Ordered that the order dated September 13, 1985, is reversed insofar as appealed from, and the plaintiffs' proposed supplemental bill of particulars is deemed served; and it is further,
Ordered that the order entered November 7, 1985, is modified by adding a provision thereto that the plaintiffs' application to increase the ad damnum clause is denied without prejudice to renewal of the application upon proper papers. As so modified, the order entered November 7, 1985, is affirmed insofar as appealed from; and it is further,
Ordered that the plaintiffs are awarded one bill of costs.

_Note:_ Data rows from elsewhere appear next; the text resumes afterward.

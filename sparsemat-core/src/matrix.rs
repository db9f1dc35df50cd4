//! Sparse matrix storage and entry access

use alloc::vec::Vec;

use hashbrown::HashMap;

use crate::format::{Entry, Shape};
use crate::traits::MatrixElement;

/// Integer matrix that stores only its non-zero entries
///
/// The shape is fixed at construction. Entries live in a hash map keyed
/// by `(row, col)`; a key is present exactly when its value is non-zero.
/// Coordinates are signed and not checked against the shape: keeping
/// them inside `[0, rows) x [0, cols)` is the caller's responsibility.
#[derive(Debug, Clone, PartialEq, Eq)]
pub struct SparseMatrix<T = i64> {
    shape: Shape,
    pub(crate) entries: HashMap<(i64, i64), T>,
}

impl<T: MatrixElement> SparseMatrix<T> {
    /// Create an empty matrix with the given shape
    pub fn new(rows: usize, cols: usize) -> Self {
        Self {
            shape: Shape::new(rows, cols),
            entries: HashMap::new(),
        }
    }

    /// Create an empty matrix with room for `capacity` entries
    pub fn with_capacity(rows: usize, cols: usize, capacity: usize) -> Self {
        Self {
            shape: Shape::new(rows, cols),
            entries: HashMap::with_capacity(capacity),
        }
    }

    /// Build a matrix by calling [`set`](Self::set) for each `(row, col, value)`
    ///
    /// Later triples overwrite earlier ones; zero values remove the key.
    pub fn from_entries<I>(rows: usize, cols: usize, entries: I) -> Self
    where
        I: IntoIterator<Item = (i64, i64, T)>,
    {
        let entries = entries.into_iter();
        let mut matrix = Self::with_capacity(rows, cols, entries.size_hint().0);
        for (row, col, value) in entries {
            matrix.set(row, col, value);
        }
        matrix
    }

    pub fn rows(&self) -> usize {
        self.shape.rows
    }

    pub fn cols(&self) -> usize {
        self.shape.cols
    }

    pub fn shape(&self) -> Shape {
        self.shape
    }

    /// Number of stored (non-zero) entries
    pub fn nnz(&self) -> usize {
        self.entries.len()
    }

    pub fn is_empty(&self) -> bool {
        self.entries.is_empty()
    }

    /// Write a single entry
    ///
    /// A zero value removes `(row, col)` if present; anything else
    /// inserts or overwrites it.
    pub fn set(&mut self, row: i64, col: i64, value: T) {
        if value.is_zero() {
            self.entries.remove(&(row, col));
        } else {
            self.entries.insert((row, col), value);
        }
    }

    /// Read a single entry, `0` when absent
    pub fn get(&self, row: i64, col: i64) -> T {
        self.entries.get(&(row, col)).copied().unwrap_or(T::ZERO)
    }

    /// Whether `(row, col)` holds a stored entry
    pub fn contains(&self, row: i64, col: i64) -> bool {
        self.entries.contains_key(&(row, col))
    }

    /// Iterate over stored entries in no particular order
    pub fn iter(&self) -> impl Iterator<Item = Entry<T>> + '_ {
        self.entries
            .iter()
            .map(|(&(row, col), &value)| Entry::new(row, col, value))
    }

    /// Stored entries sorted by `(row, col)`
    pub fn sorted_entries(&self) -> Vec<Entry<T>> {
        let mut entries: Vec<Entry<T>> = self.iter().collect();
        entries.sort_unstable_by_key(Entry::key);
        entries
    }
}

The plaintiffs' supplemental bill of particulars alleged no new injuries, and therefore they were entitled to serve the defendant with it as a matter of right up to 30 days before trial (CPLR 3043 [b]). We find the plaintiffs' amendment of the notice of claim to include head injuries within the 90-day statutory notice period was proper (see, General Municipal Law § 50-e). Moreover, the head injuries appeared in the original bill of particulars and, thus, in the supplemental bill, did not constitute an allegation of new injuries.

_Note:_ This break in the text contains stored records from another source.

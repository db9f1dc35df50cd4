//! Matrix arithmetic
//!
//! Addition, subtraction and multiplication never mutate an operand
//! and always build a fresh result. Every step uses checked integer
//! arithmetic, so a result is either exact or an [`MatrixError::Overflow`].

use alloc::vec::Vec;

use hashbrown::HashMap;

use crate::error::{MatrixError, Operation, Result};
use crate::matrix::SparseMatrix;
use crate::traits::MatrixElement;

impl<T: MatrixElement> SparseMatrix<T> {
    /// Elementwise sum
    ///
    /// Both operands must have the same shape. Entries that sum to zero
    /// are not stored.
    pub fn addition(&self, other: &Self) -> Result<Self> {
        self.ensure_same_shape(other, Operation::Addition)?;

        let capacity = self.nnz().max(other.nnz());
        let mut result = Self::with_capacity(self.rows(), self.cols(), capacity);
        for (&(row, col), &value) in &self.entries {
            let sum = value
                .checked_add(other.get(row, col))
                .ok_or(overflow(Operation::Addition, row, col))?;
            result.set(row, col, sum);
        }
        for (&(row, col), &value) in &other.entries {
            if !self.entries.contains_key(&(row, col)) {
                result.set(row, col, value);
            }
        }
        Ok(result)
    }

    /// Elementwise difference `self - other`
    ///
    /// Both operands must have the same shape. Entries present only in
    /// `other` come out negated.
    pub fn subtraction(&self, other: &Self) -> Result<Self> {
        self.ensure_same_shape(other, Operation::Subtraction)?;

        let capacity = self.nnz().max(other.nnz());
        let mut result = Self::with_capacity(self.rows(), self.cols(), capacity);
        for (&(row, col), &value) in &self.entries {
            let difference = value
                .checked_sub(other.get(row, col))
                .ok_or(overflow(Operation::Subtraction, row, col))?;
            result.set(row, col, difference);
        }
        for (&(row, col), &value) in &other.entries {
            if !self.entries.contains_key(&(row, col)) {
                let negated = value
                    .checked_neg()
                    .ok_or(overflow(Operation::Subtraction, row, col))?;
                result.set(row, col, negated);
            }
        }
        Ok(result)
    }

    /// Matrix product `self x other`
    ///
    /// Requires `self.cols() == other.rows()`; the result is
    /// `self.rows() x other.cols()`. Only stored entries take part: each
    /// entry `(r, c)` of `self` is combined with the stored entries of
    /// row `c` of `other`.
    ///
    /// Each output cell is summed in `T::Wide` and narrowed once, so a
    /// cell fails with [`MatrixError::Overflow`] only when its exact
    /// value does not fit `T`, whatever order the entries come in.
    pub fn multiplication(&self, other: &Self) -> Result<Self> {
        if self.cols() != other.rows() {
            return Err(MatrixError::DimensionMismatch {
                operation: Operation::Multiplication,
                left: self.shape(),
                right: other.shape(),
            });
        }

        // Stored entries of `other` grouped by row, limited to its declared columns
        let mut other_rows: HashMap<i64, Vec<(i64, T)>> = HashMap::new();
        for (&(row, col), &value) in &other.entries {
            if other.shape().contains_col(col) {
                other_rows.entry(row).or_default().push((col, value));
            }
        }

        let mut products: HashMap<(i64, i64), Vec<T::Wide>> = HashMap::new();
        for (&(row, col), &value) in &self.entries {
            let Some(other_row) = other_rows.get(&col) else {
                continue;
            };
            for &(k, other_value) in other_row {
                let product = value
                    .widen()
                    .checked_mul(other_value.widen())
                    .ok_or(overflow(Operation::Multiplication, row, k))?;
                products.entry((row, k)).or_default().push(product);
            }
        }

        let mut result = Self::with_capacity(self.rows(), other.cols(), products.len());
        for ((row, col), terms) in products {
            let value = exact_sum(terms)
                .and_then(T::narrow)
                .ok_or(overflow(Operation::Multiplication, row, col))?;
            result.set(row, col, value);
        }
        Ok(result)
    }

    fn ensure_same_shape(&self, other: &Self, operation: Operation) -> Result<()> {
        if self.shape() != other.shape() {
            return Err(MatrixError::DimensionMismatch {
                operation,
                left: self.shape(),
                right: other.shape(),
            });
        }
        Ok(())
    }
}

/// Sum `terms` so that no partial sum leaves the range spanned by the
/// terms and the total
///
/// A negative term is added while the running sum is non-negative and
/// a positive one while it is negative. Once one sign runs out the
/// remaining partial sums move monotonically toward the total. This
/// returns `None` only if the total itself overflows.
fn exact_sum<W: MatrixElement>(terms: Vec<W>) -> Option<W> {
    let (mut positive, mut negative): (Vec<W>, Vec<W>) =
        terms.into_iter().partition(|&term| term > W::ZERO);

    let mut sum = W::ZERO;
    loop {
        let next = if sum < W::ZERO {
            positive.pop().or_else(|| negative.pop())
        } else {
            negative.pop().or_else(|| positive.pop())
        };
        match next {
            Some(term) => sum = sum.checked_add(term)?,
            None => return Some(sum),
        }
    }
}

fn overflow(operation: Operation, row: i64, col: i64) -> MatrixError {
    MatrixError::Overflow {
        operation,
        row,
        col,
    }
}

With regard to the plaintiffs' application to increase the ad damnum clause, they were required to submit a physician's affidavit (see, Dolan v. Garden City Union Free School Dist., 113 A.D.2d 781, 785; Brennan v. City of New York, 99 A.D.2d 445). If they be so advised, they may renew the application based upon an affidavit which should pertain "to a recent physical examination of the [injured] plaintiff, specifying the change or deterioration of [her] condition, the injuries which had not been considered previously or the extent to which [her] condition has been aggravated" (Brennan v. City of New York, supra, at p 446). In addition, "since [the injured] plaintiff claims an undervaluation of the original ad damnum, sufficient factual and medical support should be furnished to afford the court an opportunity to render an informed determination that the original amount demanded is now insufficient and that a re-evaluation is necessary" (Brennan v. City of New York, supra, at p 446). Mollen, P.J., Bracken, Brown and Sullivan, JJ., concur.